The rest of this paper is organized as follows. In Section 2 we give a brief description of fuzzy c-means algorithm and Mahalanobis distance, and presents a FCM algorithm based on Mahalanobis distance. In Section 3 we present fuzzy support vector data description, and present the proposed fuzzy support vector classifier algorithm. In Section 4 we illustrate our proposed algorithm by comparing its performance with other methods. Finally, the conclusion is given in Section 5.

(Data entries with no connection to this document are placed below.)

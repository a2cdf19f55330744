//! Error types for usdzcrate

use std::path::PathBuf;
use thiserror::Error;

/// Main error type for usdzcrate operations
#[derive(Error, Debug)]
pub enum Error {
    #[error("Input not found: {path}")]
    InputNotFound { path: PathBuf },

    #[error("Mesh is empty: {0}")]
    EmptyMesh(String),

    #[error("Failed to write {path}: {source}")]
    OutputWrite {
        path: PathBuf,
        #[source]
        source: std::io::Error,
    },

    #[error("Failed to parse {path}: {details}")]
    Parse { path: PathBuf, details: String },

    #[error("I/O error: {0}")]
    Io(#[from] std::io::Error),

    #[error("Invalid data: {0}")]
    InvalidData(String),

    #[error("Algorithm error: {0}")]
    Algorithm(String),

    #[error("Unsupported format: {0}")]
    UnsupportedFormat(String),
}

impl Error {
    /// Wrap any displayable failure as an output write error for `path`.
    pub fn output_write(path: impl Into<PathBuf>, err: impl std::fmt::Display) -> Self {
        Error::OutputWrite {
            path: path.into(),
            source: std::io::Error::new(std::io::ErrorKind::Other, err.to_string()),
        }
    }

    /// Whether this error aborts a conversion because of the input side.
    pub fn is_input_error(&self) -> bool {
        matches!(
            self,
            Error::InputNotFound { .. }
                | Error::EmptyMesh(_)
                | Error::Parse { .. }
                | Error::UnsupportedFormat(_)
        )
    }
}

/// Result type alias for usdzcrate operations
pub type Result<T> = std::result::Result<T, Error>;
//! OBJ format support

use crate::MeshReader;
use std::path::Path;
use tracing::debug;
use usdzcrate_core::{Error, Point3f, Result, TriangleMesh};

pub struct ObjReader;

impl MeshReader for ObjReader {
    fn read_mesh<P: AsRef<Path>>(path: P) -> Result<TriangleMesh> {
        let path = path.as_ref();
        let parsed = ::obj::Obj::load(path).map_err(|e| Error::Parse {
            path: path.to_path_buf(),
            details: e.to_string(),
        })?;
        let data = parsed.data;

        let vertices: Vec<Point3f> = data
            .position
            .iter()
            .map(|p| Point3f::new(p[0], p[1], p[2]))
            .collect();

        let mut mesh = TriangleMesh::with_capacity(vertices.len(), 0);
        mesh.vertices = vertices;

        for object in &data.objects {
            for group in &object.groups {
                for poly in &group.polys {
                    let corners: Vec<usize> = poly.0.iter().map(|tuple| tuple.0).collect();
                    triangulate_polygon(&corners, &mut mesh.faces);
                }
            }
        }

        mesh.validate_indices().map_err(|e| Error::Parse {
            path: path.to_path_buf(),
            details: e.to_string(),
        })?;

        debug!(
            "OBJ loaded: {} objects, {} vertices, {} faces",
            data.objects.len(),
            mesh.vertex_count(),
            mesh.face_count()
        );
        Ok(mesh)
    }
}

/// Fan-triangulate a polygon given by its corner indices. Polygons with
/// fewer than three corners contribute nothing.
pub fn triangulate_polygon(corners: &[usize], faces: &mut Vec<[usize; 3]>) {
    if corners.len() < 3 {
        return;
    }
    for i in 1..corners.len() - 1 {
        faces.push([corners[0], corners[i], corners[i + 1]]);
    }
}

2 FCM algorithm and Mahalanobis distances

Fuzzy c-means (FCM) algorithm, has been shown to have satisfied ability of handling noises and outliers. In this section, we first introduce the fuzzy c-means algorithm, and review the distance measure based on Mahalanobis distance. We present the improved FCM algorithm based on Mahalanobis distance.

2.1 FCM algorithm

Clustering methods seeks to organize a set of items into clusters such that items within a given cluster have a high degree of similarity, whereas items belonging to different clusters have a high degree of dissimilarity.

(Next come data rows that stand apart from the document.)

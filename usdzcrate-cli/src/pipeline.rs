//! Mesh to USDZ conversion

use std::path::Path;

use tracing::{debug, info};
use usdzcrate_core::{normalize, Material, NormalizeOptions, Result, ScaleOutcome, DEFAULT_DIFFUSE};
use usdzcrate_io::{load_mesh, write_usdz, ArchiveOptions, ArchiveReport, SceneDocument, SceneOptions};
use usdzcrate_simplification::{Simplifier, SimplifyOutcome};

/// Face budget used when none is given.
pub const DEFAULT_TARGET_FACES: usize = 20_000;
/// Longest bounding box edge after conversion, in meters.
pub const DEFAULT_TARGET_SIZE: f32 = 0.98;

/// Settings for one conversion.
#[derive(Debug, Clone, PartialEq)]
pub struct ConversionOptions {
    /// Diffuse color of the preview material
    pub color: [f32; 3],
    /// Face budget; zero disables simplification
    pub target_faces: usize,
    /// Move the center of mass to the origin
    pub center: bool,
    /// Longest edge after scaling; `None` or zero disables scaling
    pub target_size: Option<f32>,
    pub archive: ArchiveOptions,
}

impl Default for ConversionOptions {
    fn default() -> Self {
        Self {
            color: DEFAULT_DIFFUSE,
            target_faces: DEFAULT_TARGET_FACES,
            center: false,
            target_size: Some(DEFAULT_TARGET_SIZE),
            archive: ArchiveOptions::default(),
        }
    }
}

/// What a conversion did.
#[derive(Debug, Clone)]
pub struct ConversionReport {
    pub archive: ArchiveReport,
    pub input_faces: usize,
    pub output_faces: usize,
    pub output_vertices: usize,
    pub simplification: SimplifyOutcome,
    pub scale: ScaleOutcome,
}

/// Convert the mesh at `input` into a USDZ archive at `output`.
///
/// Fails without touching `output` when the input is missing or empty.
pub fn convert<P: AsRef<Path>, Q: AsRef<Path>>(
    input: P,
    output: Q,
    options: &ConversionOptions,
) -> Result<ConversionReport> {
    let mesh = load_mesh(input.as_ref())?;
    let input_faces = mesh.face_count();

    let simplified = Simplifier::default().simplify(mesh, options.target_faces);
    let mut mesh = simplified.mesh;
    info!(
        "Simplification: {} -> {} faces ({:?})",
        input_faces,
        mesh.face_count(),
        simplified.outcome
    );

    let scale = normalize(
        &mut mesh,
        &NormalizeOptions {
            center: options.center,
            target_size: options.target_size,
        },
    );
    debug!("Normalization: center={} scale={:?}", options.center, scale);

    let document = SceneDocument::build(
        &mesh,
        &Material::preview(options.color),
        &SceneOptions::default(),
    );
    let archive = write_usdz(&document, output.as_ref(), &options.archive)?;

    Ok(ConversionReport {
        archive,
        input_faces,
        output_faces: mesh.face_count(),
        output_vertices: mesh.vertex_count(),
        simplification: simplified.outcome,
        scale,
    })
}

However, conventional hard clustering methods restrict each point of the data set to exactly one cluster. Fuzzy clustering generates a fuzzy partition based on the idea of partial membership expressed by the degree of membership of each pattern in a given cluster. Dunn (1974) presented one of the first fuzzy clustering methods based on an adequacy criterion defined by the Euclidean distance. Bezdek (1980) further generalized this method. Gustafson and Kessel (1979) introduced the first adaptive fuzzy clustering algorithm, based on a quadratic distance defined by a fuzzy covariance matrix. Now these fuzzy c-means (FCM) algorithms (Dunn 1974; Bezdek 1980; Gustafson and Kessel 1979) are very popular and has been applied successfully in many areas such as taxonomy, image processing (Kawano et al. 2009), information retrieval, data mining, etc.

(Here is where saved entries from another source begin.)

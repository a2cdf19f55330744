//! I/O operations for the mesh conversion pipeline
//! 
//! This crate reads input meshes (3MF, OBJ), serializes the converted scene
//! as a USDA document and packages it into a single-entry USDZ archive.

pub mod obj;
pub mod three_mf;
pub mod usda;
pub mod usdz;

#[cfg(test)]
mod tests;

pub use usda::{SceneDocument, SceneOptions};
pub use usdz::{
    ensure_parent_dir, read_scene, read_usdz_entries, write_usdz, ArchiveOptions, ArchiveReport,
    Compression, USDZ_ENTRY_NAME,
};

use std::path::Path;
use tracing::{debug, info, warn};
use usdzcrate_core::{Drawable, Error, Result, TriangleMesh};

/// Vertices closer than this fraction of the bounding box diagonal are merged
/// after loading.
pub const WELD_TOLERANCE: f32 = 1e-6;

/// Trait for reading meshes from files
pub trait MeshReader {
    fn read_mesh<P: AsRef<Path>>(path: P) -> Result<TriangleMesh>;
}

/// Supported input mesh formats.
#[derive(Debug, Clone, Copy, PartialEq, Eq)]
pub enum MeshFormat {
    ThreeMf,
    Obj,
}

impl MeshFormat {
    /// Detect format from file extension.
    pub fn from_path(path: &Path) -> Option<Self> {
        path.extension()
            .and_then(|ext| ext.to_str())
            .map(|ext| ext.to_lowercase())
            .and_then(|ext| match ext.as_str() {
                "3mf" => Some(MeshFormat::ThreeMf),
                "obj" => Some(MeshFormat::Obj),
                _ => None,
            })
    }
}

/// Auto-detect format and read mesh.
///
/// All objects in the file are flattened into a single triangle mesh. A
/// missing input is reported before anything is parsed, and a result without
/// vertices or faces is an error.
pub fn load_mesh<P: AsRef<Path>>(path: P) -> Result<TriangleMesh> {
    let path = path.as_ref();
    if !path.exists() {
        return Err(Error::InputNotFound {
            path: path.to_path_buf(),
        });
    }

    let format = MeshFormat::from_path(path).ok_or_else(|| {
        Error::UnsupportedFormat(format!("Unsupported mesh format: {:?}", path.extension()))
    })?;

    info!("Loading mesh from {:?} (format: {:?})", path, format);

    let mut mesh = match format {
        MeshFormat::ThreeMf => three_mf::ThreeMfReader::read_mesh(path)?,
        MeshFormat::Obj => obj::ObjReader::read_mesh(path)?,
    };
    weld_coincident_vertices(&mut mesh);

    if mesh.is_empty() {
        return Err(Error::EmptyMesh(format!(
            "{:?} has {} vertices and {} faces",
            path,
            mesh.vertex_count(),
            mesh.face_count()
        )));
    }

    let (min, max) = mesh.bounding_box();
    let dims = max - min;
    info!(
        "Loaded mesh: {} vertices, {} faces",
        mesh.vertex_count(),
        mesh.face_count()
    );
    debug!(
        "Bounding box: [{:.3}, {:.3}, {:.3}] to [{:.3}, {:.3}, {:.3}]",
        min.x, min.y, min.z, max.x, max.y, max.z
    );
    if dims.x.max(dims.y).max(dims.z) == 0.0 {
        warn!("Mesh has zero extent; every vertex coincides");
    }

    Ok(mesh)
}

/// Merge duplicated corners so faces that touch share vertices again.
///
/// Exporters often write every triangle with its own three vertices. Meshes
/// without extent are left alone.
pub fn weld_coincident_vertices(mesh: &mut TriangleMesh) -> usize {
    let (min, max) = mesh.bounding_box();
    let diagonal = (max - min).norm();
    if !(diagonal > 0.0) {
        return 0;
    }
    let merged = mesh.weld_vertices(diagonal * WELD_TOLERANCE);
    if merged > 0 {
        info!(
            "Welded {} coincident vertices, {} remain",
            merged,
            mesh.vertex_count()
        );
    }
    merged
}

FCM algorithm starts with an initial guess for the cluster centers, which intends to mark the mean location of each cluster. The initial guess for these cluster centers is most likely incorrect. Additionally, FCM assigns every data point a membership grade for each cluster. By iteratively updating the cluster centers and the membership grades for each data point, FCM iteratively moves the cluster centers to the “right” location within a data set. This iteration is based on minimizing an objective function that represents the distance from any given data point to a cluster center weighted by that data point’s membership grade. Namely

$$ \label{eq1} \min J\left( {U,V} \right)=\sum\limits_{i=1}^c {\sum\limits_{k=1}^l {u_{ik}^m d\left( {x_k ,v_i } \right)} } $$

(1)

$$ \label{eq2} \mbox{s.t.}\;\sum\limits_{i=1}^c {u_{ik} } =1,\;0\le u_{ik} \le 1 $$

(2)

where c is the number of clusters and selected as a specified value in this paper, l is the number of data points, $u_{ik} \in \left[ {0,1} \right]$ denotes the degree to which the sample x_k belongs to the ith cluster, m is the fuzzy parameter controlling the speed and achievement of clustering, $d\left( {x_k ,v_i } \right)=\left\| {x_k -v_i } \right\|^2$ denotes the distance between point x_k and the cluster center v_i, and V is the set of cluster centers or prototypes ($v_i \in R^p)$.

2.2 The Mahalanobis distance measure

The FCM algorithm selects a well-suited distance measure between the sample and the cluster center. The Euclidean distance is a traditional choice. Given two data points $x_p \in R^n$ and $x_q \in R^n$, their Euclidean distance can be calculated as follows:

$$ \label{eq3} d_E \left( {x_p ,x_q } \right)=\left\| {x_p -x_q } \right\|^2 $$

(3)

Considering that samples are locally correlated, a local distance measure incorporating samples’ correlation might be a better choice as a distance measure. Mahalanobis distance can take into account the covariance among the variables in calculating distances, therefore it appears more suitable to measure the distance (Kawano et al. 2009).

Let X be a l ×n input matrix containing l random observations $x_i \in R^n$, i = 1,...,l. The Mahalanobis distance d_M from a sample x_i to the population X is defined as follows:

$$ \label{eq4} d_M \left( {x_i ,X} \right)=\left( {x_i -\mu } \right)^T\sum ^{-1}\left( {x_i -\mu } \right) $$

(4)

where μ is a mean vector of all samples, ∑ is the covariance matrix calculated as:

$$ \label{eq5} \sum =\frac{1}{l}\sum\limits_{j=1}^l {\left( {x_j -\mu } \right)\left( {x_j -\mu } \right)^T} $$

(5)

Originally, the Mahalanobis distance can be defined as a dissimilarity measure between two random vectors of the same distribution with covariance matrix ∑. If the covariance matrix is the identity matrix, the Mahalanobis distance reduces to the Euclidean distance.

2.3 Modified FCM algorithm based on Mahalanobis distance

This section presents a modified FCM algorithm based on Mahalanobis distance. To make use of the FCM algorithm for the fuzzy support vector classifier, we extend the original FCM algorithm into the modified algorithm by replacing Euclidean distance with Mahalanobis distance.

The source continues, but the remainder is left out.